+++ Source material +++

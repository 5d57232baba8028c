//! Single cancellable deadline
//!
//! [`Ticker`] stands in for a one-shot timer. It holds at most one pending
//! deadline; scheduling again replaces it and cancelling drops it. Nothing
//! fires on its own: the owner polls it with the current time.

use std::time::Instant;

#[derive(Debug, Clone, Default)]
pub struct Ticker {
    due: Option<Instant>,
}

impl Ticker {
    pub fn new() -> Self {
        Self::default()
    }

    /// Arm the ticker for `at`, replacing any pending deadline
    pub fn schedule(&mut self, at: Instant) {
        self.due = Some(at);
    }

    /// Drop the pending deadline, if any
    pub fn cancel(&mut self) {
        self.due = None;
    }

    pub fn next_due(&self) -> Option<Instant> {
        self.due
    }

    /// Fire if the deadline has passed. A fired ticker is disarmed.
    pub fn poll(&mut self, now: Instant) -> bool {
        match self.due {
            Some(due) if now >= due => {
                self.due = None;
                true
            }
            _ => false,
        }
    }
}

#[cfg(test)]
mod tests {
    use super::*;
    use std::time::Duration;

    #[test]
    fn test_fires_once_when_due() {
        let start = Instant::now();
        let mut ticker = Ticker::new();
        ticker.schedule(start + Duration::from_millis(100));

        assert!(!ticker.poll(start));
        assert!(ticker.poll(start + Duration::from_millis(100)));
        assert!(!ticker.poll(start + Duration::from_millis(500)));
        assert_eq!(ticker.next_due(), None);
    }

    #[test]
    fn test_cancel_and_reschedule() {
        let start = Instant::now();
        let mut ticker = Ticker::new();
        ticker.schedule(start);
        ticker.cancel();
        assert!(!ticker.poll(start + Duration::from_secs(1)));

        ticker.schedule(start + Duration::from_millis(50));
        ticker.schedule(start + Duration::from_millis(200));
        assert!(!ticker.poll(start + Duration::from_millis(100)));
        assert!(ticker.poll(start + Duration::from_millis(200)));
    }
}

+++

Go through the entries above and copy each line with "pending" in it.

- **Worked solution**:
//! [`Ticker`] stands in for a one-shot timer. It holds at most one pending
    /// Arm the ticker for `at`, replacing any pending deadline
    /// Drop the pending deadline, if any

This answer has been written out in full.